Before you start the Docker containers, you need to update the IAM EC2 instance role in AWS Cloud9 so it can sign the requests sent to OpenSearch Ingestion.

  1. For demo purposes, create an IAM service-linked role and choose EC2 under Use case to allow the AWS Cloud9 EC2 instance to call OpenSearch Ingestion on your behalf.
  2. Add the OpenSearch Ingestion policy, which is the same policy you used with IngestionRole.
  3. Add the AdministratorAccess permission policy to the role as well.

Your role definition should look like the following screenshot.

  1. After you create the role, go back to AWS Cloud9, select your demo environment, and choose View details.
  2. On the EC2 instance tab, choose Manage EC2 instance to view the details of the EC2 instance attached to your AWS Cloud9 environment.

  1. On the Amazon EC2 console, replace the IAM role of your AWS Cloud9 EC2 instance with the new role.
  2. Open a terminal in AWS Cloud9 and run the command docker-compose up.

Check the output in the terminal—if everything is working correctly, you get status 200.

Fluent Bit collects logs from the /var/log repository in the container and pushes the data to the OpenSearch Ingestion pipeline.

  1. Open OpenSearch Dashboards, navigate to Dev Tools, and run the command GET _cat/indices to validate that the data has been delivered by OpenSearch Ingestion to your OpenSearch Service domain.

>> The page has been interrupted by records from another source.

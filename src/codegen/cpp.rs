//! C++ loop skeleton.
//!
//! Emits geometry macros, one grid accessor per variable, one scalar kernel
//! per bundle and the step → region → block → cluster → vector loop nest.
//! Vector calls loop over their fold lanes in scalar code; no intrinsics are
//! selected for the vector formats.

use crate::codegen::Format;
use crate::context::CompiledSolution;
use crate::ir::dims::DimKind;
use crate::ir::expr::{Expr, Index, Intrinsic, VarPoint};
use crate::ir::var::Variable;
use crate::runtime::grid::{layout_order, GridDim};
use crate::transform::bundle::Bundle;
use crate::utils::pretty::CodeFormatter;
use std::collections::BTreeSet;

/// C++ code generator.
pub struct CppCodeGen {
    format: Format,
}

impl CppCodeGen {
    pub fn new(format: Format) -> Self {
        Self { format }
    }

    /// Generate a C++ translation unit for a compiled solution.
    pub fn generate(&self, compiled: &CompiledSolution) -> String {
        let mut f = CodeFormatter::new("    ");
        let dims = compiled.domain_dims();

        f.comment(&format!("Stencil '{}': {}", compiled.name, compiled.description));
        f.comment(&format!("Generated by stencilopt {} for {}.", crate::VERSION, self.format));
        f.writeln("#include <algorithm>");
        f.writeln("#include <cmath>");
        f.writeln("#include <cstdint>");
        f.writeln("#include <initializer_list>");
        f.writeln("#include <vector>");
        f.newline();
        let real = if compiled.settings.elem_bytes == 4 { "float" } else { "double" };
        f.writeln(&format!("typedef {} real_t;", real));
        f.writeln("typedef std::int64_t idx_t;");
        f.newline();

        self.emit_macros(&mut f, compiled, &dims);
        f.newline();
        f.writeln(&format!("namespace stencil_{} {{", ident(&compiled.name)));
        f.newline();
        emit_grid_type(&mut f);
        f.newline();
        emit_context(&mut f, compiled, &dims);
        for bundle in &compiled.bundles {
            f.newline();
            emit_bundle(&mut f, compiled, bundle, &dims);
        }
        f.newline();
        emit_steps(&mut f, compiled, &dims);
        f.newline();
        f.writeln(&format!("}} // namespace stencil_{}", ident(&compiled.name)));
        f.finish()
    }

    fn emit_macros(&self, f: &mut CodeFormatter, compiled: &CompiledSolution, dims: &[&str]) {
        let geometry = &compiled.geometry;
        f.comment("Fold: elements per vector in each dimension.");
        for d in dims {
            f.writeln(&format!("#define VLEN_{} ({})", upper(d), geometry.fold.get(d)));
        }
        f.writeln(&format!("#define VLEN ({})", geometry.vector_len()));
        f.comment("Cluster: vectors per cluster in each dimension.");
        for d in dims {
            f.writeln(&format!("#define CMULT_{} ({})", upper(d), geometry.cluster.get(d)));
        }
        f.comment("Elements per cluster in each dimension.");
        for d in dims {
            let u = upper(d);
            f.writeln(&format!("#define CLEN_{} (VLEN_{} * CMULT_{})", u, u, u));
        }
        if let Some(bits) = self.format.vector_bits() {
            f.writeln(&format!("#define VECTOR_BITS ({})", bits));
        }
        f.writeln(&format!(
            "#define ALLOW_UNALIGNED_LOADS ({})",
            u8::from(compiled.settings.allow_unaligned_loads)
        ));
        f.writeln("#define PREFETCH(p, level) __builtin_prefetch((p), 0, (level) == 1 ? 3 : 2)");
    }
}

You should see the three indexes created: aggregated_2xx_3xx, aggregated_4xx, and aggregated_5xx.

Now you can focus on analyzing your log data and reinvent your business without having to worry about any operational overhead regarding your ingestion pipeline.

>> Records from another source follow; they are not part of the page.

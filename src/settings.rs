//! Compiler settings.
//!
//! One `CompilerSettings` value is built per invocation (from the command
//! line or programmatically) and is read-only during compilation.

use crate::utils::errors::{SettingsError, StencilResult};
use serde::{Serialize, Deserialize};

/// Base-name used for bundles that no targeting rule claims.
pub const DEFAULT_BUNDLE_BASENAME: &str = "stencil_bundle";

/// A rule that sends updates of matching variables to bundles named `basename`.
#[derive(Debug, Clone, PartialEq, Eq, Serialize, Deserialize)]
pub struct BundleTarget {
    /// Base-name template; may reference the match (see `transform::bundle`)
    pub basename: String,
    /// Regex searched in the target variable's name
    pub pattern: String,
}

/// All recognized compiler options.
#[derive(Debug, Clone, PartialEq, Serialize, Deserialize)]
pub struct CompilerSettings {
    /// Bytes per floating-point element (4 or 8)
    pub elem_bytes: usize,
    /// Explicit domain dimensions, in order
    pub domain_dims: Vec<String>,
    /// Explicit step dimension
    pub step_dim: Option<String>,
    /// Requested fold sizes
    pub fold_options: Vec<(String, i64)>,
    /// Requested cluster multipliers
    pub cluster_options: Vec<(String, i64)>,
    /// Only keep updates to variables matching this regex
    pub var_regex: Option<String>,
    /// Ordered bundle targeting rules
    pub eq_bundle_targets: Vec<BundleTarget>,
    pub default_bundle_basename: String,
    /// Make the first domain dimension unit-stride
    pub first_inner: bool,
    /// Emit simple unaligned loads (1-D folds only)
    pub allow_unaligned_loads: bool,
    /// Combine commutative operations
    pub do_comb: bool,
    /// Report repeated subexpressions; equations are left unchanged
    pub do_cse: bool,
    /// Report sin/cos calls on a shared argument; equations are left unchanged
    pub do_pairs: bool,
    /// Cross-vector optimization within a cluster; recorded only
    pub do_opt_cluster: bool,
    /// Find dependencies between equations
    pub find_deps: bool,
    /// Log each equation as it is defined
    pub print_eqs: bool,
    /// Bundle scratch equations even if scratch sizes grow
    pub bundle_scratch: bool,
    /// Lay out misc dimensions innermost
    pub inner_misc: bool,
    /// Expression-size threshold above which an equation is reported
    pub max_expr_size: usize,
    /// Minimum expression size considered for reuse
    pub min_expr_size: usize,
    /// Halo width forced on every variable
    pub halo_size: Option<i64>,
    /// Step allocation forced on every variable
    pub step_alloc: Option<i64>,
}

impl Default for CompilerSettings {
    fn default() -> Self {
        Self {
            elem_bytes: 4,
            domain_dims: Vec::new(),
            step_dim: None,
            fold_options: Vec::new(),
            cluster_options: Vec::new(),
            var_regex: None,
            eq_bundle_targets: Vec::new(),
            default_bundle_basename: DEFAULT_BUNDLE_BASENAME.to_string(),
            first_inner: false,
            allow_unaligned_loads: false,
            do_comb: true,
            do_cse: true,
            do_pairs: true,
            do_opt_cluster: true,
            find_deps: true,
            print_eqs: false,
            bundle_scratch: true,
            inner_misc: false,
            max_expr_size: 50,
            min_expr_size: 2,
            halo_size: None,
            step_alloc: None,
        }
    }
}

impl CompilerSettings {
    pub fn new() -> Self {
        Self::default()
    }

    pub fn elem_bytes(mut self, n: usize) -> Self {
        self.elem_bytes = n;
        self
    }

    pub fn domain_dims(mut self, dims: &[&str]) -> Self {
        self.domain_dims = dims.iter().map(|d| d.to_string()).collect();
        self
    }

    pub fn step_dim(mut self, dim: &str) -> Self {
        self.step_dim = Some(dim.to_string());
        self
    }

    /// Set one fold size, replacing an earlier value for the same dimension.
    pub fn fold(mut self, dim: &str, size: i64) -> Self {
        set_dim_size(&mut self.fold_options, dim, size);
        self
    }

    /// Set one cluster multiplier, replacing an earlier value for the same dimension.
    pub fn cluster(mut self, dim: &str, size: i64) -> Self {
        set_dim_size(&mut self.cluster_options, dim, size);
        self
    }

    pub fn bundle_target(mut self, basename: &str, pattern: &str) -> Self {
        self.eq_bundle_targets.push(BundleTarget {
            basename: basename.to_string(),
            pattern: pattern.to_string(),
        });
        self
    }

    pub fn var_regex(mut self, pattern: &str) -> Self {
        self.var_regex = Some(pattern.to_string());
        self
    }

    pub fn first_inner(mut self, first: bool) -> Self {
        self.first_inner = first;
        self
    }

    pub fn find_deps(mut self, enable: bool) -> Self {
        self.find_deps = enable;
        self
    }

    pub fn halo_size(mut self, size: i64) -> Self {
        self.halo_size = Some(size);
        self
    }

    pub fn step_alloc(mut self, size: i64) -> Self {
        self.step_alloc = Some(size);
        self
    }

    /// Reject values outside the recognized ranges.
    pub fn validate(&self) -> StencilResult<()> {
        if self.elem_bytes != 4 && self.elem_bytes != 8 {
            return Err(SettingsError::new(
                "elem-bytes",
                format!("{} is not supported; use 4 or 8", self.elem_bytes),
            )
            .into());
        }
        if self.min_expr_size > self.max_expr_size {
            return Err(SettingsError::new(
                "min-es",
                format!(
                    "minimum expression size {} exceeds maximum {}",
                    self.min_expr_size, self.max_expr_size
                ),
            )
            .into());
        }
        if let Some(h) = self.halo_size {
            if h < 0 {
                return Err(SettingsError::new("halo", format!("{} is negative", h)).into());
            }
        }
        if let Some(s) = self.step_alloc {
            if s < 1 {
                return Err(SettingsError::new("step-alloc", format!("{} is less than 1", s)).into());
            }
        }
        if self.default_bundle_basename.is_empty() {
            return Err(SettingsError::new("eq-bundles", "default base-name is empty").into());
        }
        for target in &self.eq_bundle_targets {
            regex::Regex::new(&target.pattern).map_err(|e| {
                SettingsError::new("eq-bundles", format!("bad pattern '{}': {}", target.pattern, e))
            })?;
        }
        if let Some(ref pattern) = self.var_regex {
            regex::Regex::new(pattern)
                .map_err(|e| SettingsError::new("vars", format!("bad pattern '{}': {}", pattern, e)))?;
        }
        Ok(())
    }
}

fn set_dim_size(list: &mut Vec<(String, i64)>, dim: &str, size: i64) {
    match list.iter_mut().find(|(d, _)| d == dim) {
        Some(entry) => entry.1 = size,
        None => list.push((dim.to_string(), size)),
    }
}

/// Parse `x=4,y=2` into ordered (dimension, size) pairs.
pub fn parse_dim_sizes(option: &str, text: &str) -> StencilResult<Vec<(String, i64)>> {
    let mut out: Vec<(String, i64)> = Vec::new();
    for (key, value) in parse_key_values(option, text)? {
        let size = value.trim().parse::<i64>().map_err(|_| {
            SettingsError::new(option, format!("'{}' is not an integer for dimension '{}'", value, key))
        })?;
        set_dim_size(&mut out, &key, size);
    }
    Ok(out)
}

/// Parse `a=foo,b=b[aeiou]r` into ordered bundle targeting rules.
pub fn parse_bundle_targets(text: &str) -> StencilResult<Vec<BundleTarget>> {
    parse_key_values("eq-bundles", text)?
        .into_iter()
        .map(|(basename, pattern)| {
            if pattern.is_empty() {
                return Err(SettingsError::new("eq-bundles", format!("empty pattern for '{}'", basename)).into());
            }
            Ok(BundleTarget { basename, pattern })
        })
        .collect()
}

/// Parse `x,y,z` into a list of distinct dimension names.
pub fn parse_dim_list(option: &str, text: &str) -> StencilResult<Vec<String>> {
    let mut out: Vec<String> = Vec::new();
    for name in text.split(',').map(str::trim) {
        if name.is_empty() {
            return Err(SettingsError::new(option, format!("empty dimension name in '{}'", text)).into());
        }
        if !out.iter().any(|d| d == name) {
            out.push(name.to_string());
        }
    }
    Ok(out)
}

fn parse_key_values(option: &str, text: &str) -> StencilResult<Vec<(String, String)>> {
    text.split(',')
        .map(|item| {
            let (key, value) = item
                .split_once('=')
                .ok_or_else(|| SettingsError::new(option, format!("expected name=value, got '{}'", item)))?;
            let key = key.trim();
            if key.is_empty() {
                return Err(SettingsError::new(option, format!("missing name in '{}'", item)).into());
            }
            Ok((key.to_string(), value.trim().to_string()))
        })
        .collect()
}

#[cfg(test)]
mod tests {
    use super::*;

    #[test]
    fn test_defaults_validate() {
        let s = CompilerSettings::default();
        assert_eq!(s.elem_bytes, 4);
        assert_eq!(s.default_bundle_basename, "stencil_bundle");
        assert!(s.validate().is_ok());
    }

    #[test]
    fn test_bad_elem_bytes() {
        let err = CompilerSettings::new().elem_bytes(2).validate().unwrap_err();
        assert_eq!(err.short_name(), "InvalidOption");
    }

    #[test]
    fn test_parse_dim_sizes() {
        let sizes = parse_dim_sizes("fold", "x=4, y=2,x=8").unwrap();
        assert_eq!(sizes, vec![("x".to_string(), 8), ("y".to_string(), 2)]);
        assert!(parse_dim_sizes("fold", "x=four").is_err());
        assert!(parse_dim_sizes("fold", "x4").is_err());
    }

    #[test]
    fn test_parse_bundle_targets() {
        let targets = parse_bundle_targets("a=foo,g_$&=b[aeiou]r").unwrap();
        assert_eq!(targets.len(), 2);
        assert_eq!(targets[1].basename, "g_$&");
        assert_eq!(targets[1].pattern, "b[aeiou]r");
        assert!(parse_bundle_targets("a=").is_err());
    }

    #[test]
    fn test_parse_dim_list() {
        assert_eq!(parse_dim_list("domain-dims", "x,y,x").unwrap(), vec!["x", "y"]);
        assert!(parse_dim_list("domain-dims", "x,,y").is_err());
    }

    #[test]
    fn test_bad_regex_rejected() {
        let s = CompilerSettings::new().bundle_target("a", "foo(");
        assert!(s.validate().is_err());
    }

    #[test]
    fn test_builder_replaces_dim() {
        let s = CompilerSettings::new().fold("x", 4).fold("x", 2).cluster("y", 2);
        assert_eq!(s.fold_options, vec![("x".to_string(), 2)]);
        assert_eq!(s.cluster_options, vec![("y".to_string(), 2)]);
    }
}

Best practices for monitoring

You can monitor the Amazon CloudWatch metrics made available to you to maintain the right performance and availability of your pipeline. Check the list of available pipeline metrics related to the source, buffer, processor, and sink plugins.

Navigate to the Metrics tab for your specific OpenSearch Ingestion pipeline to explore the graphs available to each metric, as shown in the following screenshot.

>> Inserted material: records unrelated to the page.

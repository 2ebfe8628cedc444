//! Property tests for geometry, tiling, bundling and the runtime.

use proptest::prelude::*;
use std::collections::BTreeMap;
use stencilopt::prelude::*;
use stencilopt::runtime::{TileBox, TilingPlan};
use stencilopt::transform::compute_fold;

fn xyz() -> Dimensions {
    let mut dims = Dimensions::new();
    dims.declare("t", DimKind::Step).unwrap();
    for d in ["x", "y", "z"] {
        dims.declare(d, DimKind::Domain).unwrap();
    }
    dims
}

/// Equation `i` reads every earlier variable listed in `reads[i]` at the same step.
#[derive(Debug, Clone)]
struct RandomChain {
    reads: Vec<Vec<usize>>,
}

impl StencilSolution for RandomChain {
    fn name(&self) -> &str {
        "random_chain"
    }

    fn description(&self) -> String {
        format!("{} chained updates", self.reads.len())
    }

    fn define(&self, b: &mut SolutionBuilder) -> StencilResult<()> {
        b.step_dim("t")?;
        b.domain_dim("x")?;
        let mut vars = Vec::new();
        for i in 0..self.reads.len() {
            vars.push(b.new_var(&format!("v{}", i), &["t", "x"])?);
        }
        for (i, reads) in self.reads.iter().enumerate() {
            let mut terms: Vec<Expr> = vec![vars[i].at(&[0, 0]).into()];
            for &j in reads {
                terms.push(vars[j].at(&[1, 1]).into());
            }
            b.add_eq(vars[i].at(&[1, 0]), Expr::sum(terms) * Expr::Const(0.5))?;
        }
        Ok(())
    }
}

fn random_chain() -> impl Strategy<Value = RandomChain> {
    (1usize..8)
        .prop_flat_map(|n| {
            (0..n)
                .map(|i| proptest::collection::vec(0..i.max(1), 0..3))
                .collect::<Vec<_>>()
        })
        .prop_map(|reads| RandomChain {
            reads: reads
                .into_iter()
                .enumerate()
                .map(|(i, r)| r.into_iter().filter(|&j| j < i).collect())
                .collect(),
        })
}

proptest! {
    #[test]
    fn fold_product_matches_target(
        explicit in proptest::collection::vec(proptest::option::of(1i64..9), 3),
        exp in 0u32..6,
    ) {
        let mut settings = CompilerSettings::new();
        for (d, size) in ["x", "y", "z"].iter().zip(&explicit) {
            if let Some(s) = size {
                settings = settings.fold(d, *s);
            }
        }
        let target = 1usize << exp;
        let fold = compute_fold(&xyz(), &settings, Some(target)).unwrap();
        prop_assert_eq!(fold.product(), target as i64);
        prop_assert!(fold.values().iter().all(|v| *v >= 1));
    }

    #[test]
    fn vectors_cover_domain_once(
        domain in proptest::collection::vec(1i64..20, 2),
        region in proptest::collection::vec(1i64..20, 2),
        block in proptest::collection::vec(1i64..10, 2),
        cluster in proptest::collection::vec(1i64..4, 2),
        fold in proptest::collection::vec(1i64..4, 2),
        inner in 0usize..2,
    ) {
        let lens: Vec<i64> = fold.iter().zip(&cluster).map(|(f, c)| f * c).collect();
        let plan = TilingPlan::new(domain.clone(), fold.clone(), lens)
            .with_region(region)
            .with_block(block)
            .with_inner_dim(inner);
        plan.validate().unwrap();

        let mut seen: BTreeMap<Vec<i64>, usize> = BTreeMap::new();
        for region in plan.regions() {
            for b in plan.blocks(&region) {
                for c in plan.clusters(&b) {
                    for start in plan.vector_starts(&c) {
                        let end = start.iter().zip(&fold).map(|(s, f)| s + f).collect();
                        TileBox::new(start, end).for_each_point(|p| {
                            if c.contains(p) {
                                *seen.entry(p.to_vec()).or_default() += 1;
                            }
                        });
                    }
                }
            }
        }
        prop_assert_eq!(seen.len() as i64, domain[0] * domain[1]);
        prop_assert!(seen.values().all(|n| *n == 1));
    }

    #[test]
    fn bundles_follow_dependences(chain in random_chain()) {
        let settings = CompilerSettings::new()
            .bundle_target("even", "[02468]$")
            .bundle_target("odd", "[13579]$");
        let mut ctx = CompilationContext::new(settings).unwrap();
        ctx.registry_mut().register(Box::new(chain.clone())).unwrap();
        let compiled = ctx.compile("random_chain", None).unwrap();

        let mut position = BTreeMap::new();
        for (i, b) in compiled.bundles.iter().enumerate() {
            for id in &b.members {
                prop_assert!(position.insert(*id, i).is_none());
            }
        }
        prop_assert_eq!(position.len(), chain.reads.len());
        for e in compiled.graph.same_step_edges() {
            prop_assert!(position[&e.producer] < position[&e.consumer]);
        }
    }

    #[test]
    fn tiled_sweep_is_deterministic(
        domain in proptest::collection::vec(1i64..12, 2),
        block in proptest::collection::vec(1i64..7, 2),
        region in proptest::collection::vec(1i64..10, 2),
        steps in 1i64..3,
        first_inner in any::<bool>(),
    ) {
        let settings = CompilerSettings::new().first_inner(first_inner);
        let ctx = CompilationContext::new(settings).unwrap();
        let compiled = ctx.compile("heat2d", Some(4)).unwrap();
        let mut reference = StencilContext::new(&compiled, &domain).unwrap();
        reference.init_diff();
        let mut tiled = reference
            .clone()
            .with_region(&region)
            .unwrap()
            .with_block(&block)
            .unwrap();

        let exec = Executor::new(&compiled, &reference).unwrap();
        exec.calc_steps_ref(&mut reference, 0..steps).unwrap();
        exec.calc_steps_opt(&mut tiled, 0..steps, &NoPrefetch).unwrap();
        prop_assert_eq!(tiled.compare(&reference), 0);
    }
}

In your production workloads, make sure to configure the following CloudWatch alarms to notify you when the pipeline metrics breach a specific threshold so you can promptly remediate each issue.

Managing cost

While OpenSearch Ingestion automatically provisions and scales the OCUs for your spiky workloads, you only pay for the compute resources actively used by your pipeline to ingest, process, and route data. Therefore, setting up a maximum capacity of Ingestion OCUs allows you to handle your workload peak demand while controlling cost.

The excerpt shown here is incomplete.